I have seen posts that take it for granted that Kucinich was wiretapped by U.S. officials. Indeed, Kucinich appears to make that claim in a recent interview with Bill O’Reilly, saying that U.S. intelligence officials had listened to his end of the conversation with Qaddafi’s son. But he does not tell viewers that this is a guess on his part. That becomes clear when you read the Kucinich-penned op-ed on this matter that appeared on FoxNews.com and prompted the O’Reilly interview. In that op-ed, Kucinich describes being played the phone call by Washington Times reporters who said they were recordings “recovered from Tripoli”:

Somehow, the Washington Times had gotten its hands on the surreptitious recording. I authenticated the conversation, and parts of it were published by the newspaper, which provided online links where readers could listen to me talking with Mr. Qaddafi.

The reporters did not say, nor did I ask, who had made the tape. But the paper’s stories referenced “secret audio recordings recovered from Tripoli.”

I have only my suspicions about their true provenance. The quality of the recordings was excellent on both ends of the call.

If sources had indeed discovered the tapes in Tripoli, there is no plausible explanation for how they would have chosen the Washington Times to carry the story. And which foreign intelligence service conceivably could have been interested in my phone call, had the technology to intercept it, and then wanted to leak it to the newspaper?

There’s a simpler explanation: I believe the tape was made by an American intelligence agency and then leaked to the Times for political reasons.

Is it really so crazy to believe that Moammar Qaddafi’s son would want to have a wiretap-quality recording of a call he made to a U.S. Congressman who was trying to prevent the U.S. from attacking Libya?? And that such recordings were recovered after the fall of Tripoli?

I have also seen claims that Kucinich was holding up transcripts of the wiretapped call in the interview with O’Reilly. But that does not appear to be true. Kucinich does not say that what he is holding up are transcripts — and, in fact, he says as he holds up the documents that he has gotten nothing about the wiretap itself. Watch:

And what I have here, Bill: Intel was tracking my resolution. Here’s a couple of redacted pages that I was able to get. I’ve had nothing about the wiretap itself. But they were tracking this resolution.

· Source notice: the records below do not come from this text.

//! Calculation logic for the bonus reconciliation engine.
//!
//! This module contains the Software side of a reconciliation: locating
//! headers and months in salary sheets, building per-employee timelines,
//! projecting the partial month, measuring service length, classifying
//! bonus tiers, and evaluating the stage formulas.

mod formula;
mod projection;
mod service;
mod sheet_locator;
mod tier;
mod timeline;

pub use formula::{
    FormulaInputs, PaymentStatus, actual_entitlement, adjusted_gross, evaluate,
};
pub use projection::{
    Projection, ProjectionBasis, gross_record, is_saturated, project, round_money,
};
pub use service::{Eligibility, assess_eligibility, months_of_service};
pub use sheet_locator::{
    find_column, find_header_row, month_key_from_sheet_name, normalize_label, resolve_column,
};
pub use tier::{TierAssignment, TierKind, TierSource, classify};
pub use timeline::{LocatedSheet, SalaryColumns, TimelineBuild, build_timelines, fold_sheet};
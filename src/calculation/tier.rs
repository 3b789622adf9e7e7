//! Bonus tier classification.
//!
//! An explicit per-employee percentage always wins. Otherwise the percentage
//! follows the policy's months-of-service steps, and employees past the last
//! step (or with no readable joining date) get the base percentage.

use rust_decimal::Decimal;
use serde::{Deserialize, Serialize};

use crate::config::{BonusPolicy, OverrideTable};
use crate::models::EmployeeKey;

/// Where a tier percentage came from.
#[derive(Debug, Clone, Copy, PartialEq, Eq, Serialize, Deserialize)]
#[serde(rename_all = "snake_case")]
pub enum TierSource {
    /// A per-employee override.
    Override,
    /// The months-of-service steps.
    ServiceLength,
    /// The base tier, for lack of anything better.
    Default,
}

/// How a percentage relates to the base percentage.
#[derive(Debug, Clone, Copy, PartialEq, Eq, Serialize, Deserialize)]
#[serde(rename_all = "snake_case")]
pub enum TierKind {
    /// Equal to the base percentage.
    Base,
    /// Above it; gross is adjusted by the special factor.
    Special,
    /// Below it.
    BelowBase,
}

impl TierKind {
    /// Classifies `percentage` against `base`.
    pub fn of(percentage: Decimal, base: Decimal) -> Self {
        match percentage.cmp(&base) {
            std::cmp::Ordering::Equal => TierKind::Base,
            std::cmp::Ordering::Greater => TierKind::Special,
            std::cmp::Ordering::Less => TierKind::BelowBase,
        }
    }
}

/// The bonus percentage applied to one employee.
#[derive(Debug, Clone, Copy, PartialEq, Eq, Serialize, Deserialize)]
pub struct TierAssignment {
    /// The percentage (e.g. 8.33, 10, 12).
    pub percentage: Decimal,
    /// Where it came from.
    pub source: TierSource,
    /// How it relates to the base percentage.
    pub kind: TierKind,
}

/// Assigns the bonus percentage for one employee.
///
/// # Example
///
/// ```no_run
/// use bonus_recon::calculation::{classify, TierKind};
/// use bonus_recon::config::ConfigLoader;
/// use bonus_recon::models::EmployeeKey;
///
/// let loader = ConfigLoader::load("./config/bonus_2025").unwrap();
/// let config = loader.config();
/// let key = EmployeeKey::new("W2001").unwrap();
///
/// let tier = classify(&key, Some(14), config.overrides(), config.policy());
/// assert_eq!(tier.percentage.to_string(), "12");
/// assert_eq!(tier.kind, TierKind::Special);
/// ```
pub fn classify(
    employee_id: &EmployeeKey,
    months_of_service: Option<u32>,
    overrides: &OverrideTable,
    policy: &BonusPolicy,
) -> TierAssignment {
    let base = policy.base_percentage;

    let (percentage, source) = if let Some(custom) = overrides.custom_percentages.get(employee_id) {
        (*custom, TierSource::Override)
    } else if let Some(months) = months_of_service {
        let step = policy
            .service_tiers
            .iter()
            .find(|tier| months < tier.below_months)
            .map(|tier| tier.percentage)
            .unwrap_or(base);
        (step, TierSource::ServiceLength)
    } else {
        (base, TierSource::Default)
    };

    TierAssignment {
        percentage,
        source,
        kind: TierKind::of(percentage, base),
    }
}

#[cfg(test)]
mod tests {
    use super::*;
    use crate::config::ServiceTier;
    use crate::models::{EmployeeCategory, MonthWindow};
    use chrono::NaiveDate;
    use proptest::prelude::*;
    use std::str::FromStr;

    fn dec(s: &str) -> Decimal {
        Decimal::from_str(s).unwrap()
    }

    fn policy() -> BonusPolicy {
        BonusPolicy {
            name: "Bonus 2024-25".to_string(),
            reference_date: NaiveDate::from_ymd_opt(2025, 10, 30).unwrap(),
            window: MonthWindow::new("2024-11".parse().unwrap(), 11),
            tolerance: dec("12"),
            base_percentage: dec("8.33"),
            special_gross_factor: dec("0.6"),
            service_tiers: vec![
                ServiceTier {
                    below_months: 12,
                    percentage: dec("10"),
                },
                ServiceTier {
                    below_months: 24,
                    percentage: dec("12"),
                },
            ],
            minimum_tenure_months: 6,
            tenure_restricted_category: EmployeeCategory::Worker,
            header_scan_rows: 15,
            excluded_months: vec![],
        }
    }

    fn key(s: &str) -> EmployeeKey {
        EmployeeKey::new(s).unwrap()
    }

    #[test]
    fn test_service_steps() {
        let overrides = OverrideTable::default();
        let at = |m| classify(&key("W1"), Some(m), &overrides, &policy()).percentage;
        assert_eq!(at(0), dec("10"));
        assert_eq!(at(11), dec("10"));
        assert_eq!(at(12), dec("12"));
        assert_eq!(at(23), dec("12"));
        assert_eq!(at(24), dec("8.33"));
        assert_eq!(at(120), dec("8.33"));
    }

    #[test]
    fn test_override_wins_unconditionally() {
        let mut overrides = OverrideTable::default();
        overrides.custom_percentages.insert(key("S1"), dec("8.33"));

        let tier = classify(&key("S1"), Some(3), &overrides, &policy());
        assert_eq!(tier.percentage, dec("8.33"));
        assert_eq!(tier.source, TierSource::Override);
        assert_eq!(tier.kind, TierKind::Base);
    }

    #[test]
    fn test_unknown_service_gets_base_tier() {
        let tier = classify(&key("S1"), None, &OverrideTable::default(), &policy());
        assert_eq!(tier.percentage, dec("8.33"));
        assert_eq!(tier.source, TierSource::Default);
    }

    #[test]
    fn test_tier_kinds() {
        assert_eq!(TierKind::of(dec("12"), dec("8.33")), TierKind::Special);
        assert_eq!(TierKind::of(dec("8.33"), dec("8.330")), TierKind::Base);
        assert_eq!(TierKind::of(dec("5"), dec("8.33")), TierKind::BelowBase);
    }

    proptest! {
        #[test]
        fn prop_long_service_never_below_base(months in 24u32..600) {
            let tier = classify(&key("S1"), Some(months), &OverrideTable::default(), &policy());
            prop_assert!(tier.percentage >= dec("8.33"));
            prop_assert_eq!(tier.kind, TierKind::Base);
        }
    }
}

My best guess is that the documents are memoranda or emails from the intelligence community showing that they were tracking Kucinich’s resolution he had to prevent a war in Libya.

In any event, let’s assume that the U.S. intelligence community was indeed wiretapping Qaddafi’s son. As O’Reilly points out in the interview, that doesn’t seem that outlandish or offensive on its own. Kucinich says they should have minimized the call when they learned it was a U.S. Congressman on the line. Maybe so — if we accept Kucinich’s guess about the provenance of the recording, and reject the statement of the reporters who obtained it, who said that it was from Tripoli.

Still, we are left with this conclusion: Kucinich was cool with Moammar Qaddafi’s son hearing what he had to say, but not with U.S. intelligence knowing about it.

I’m not sure that’s a winning position.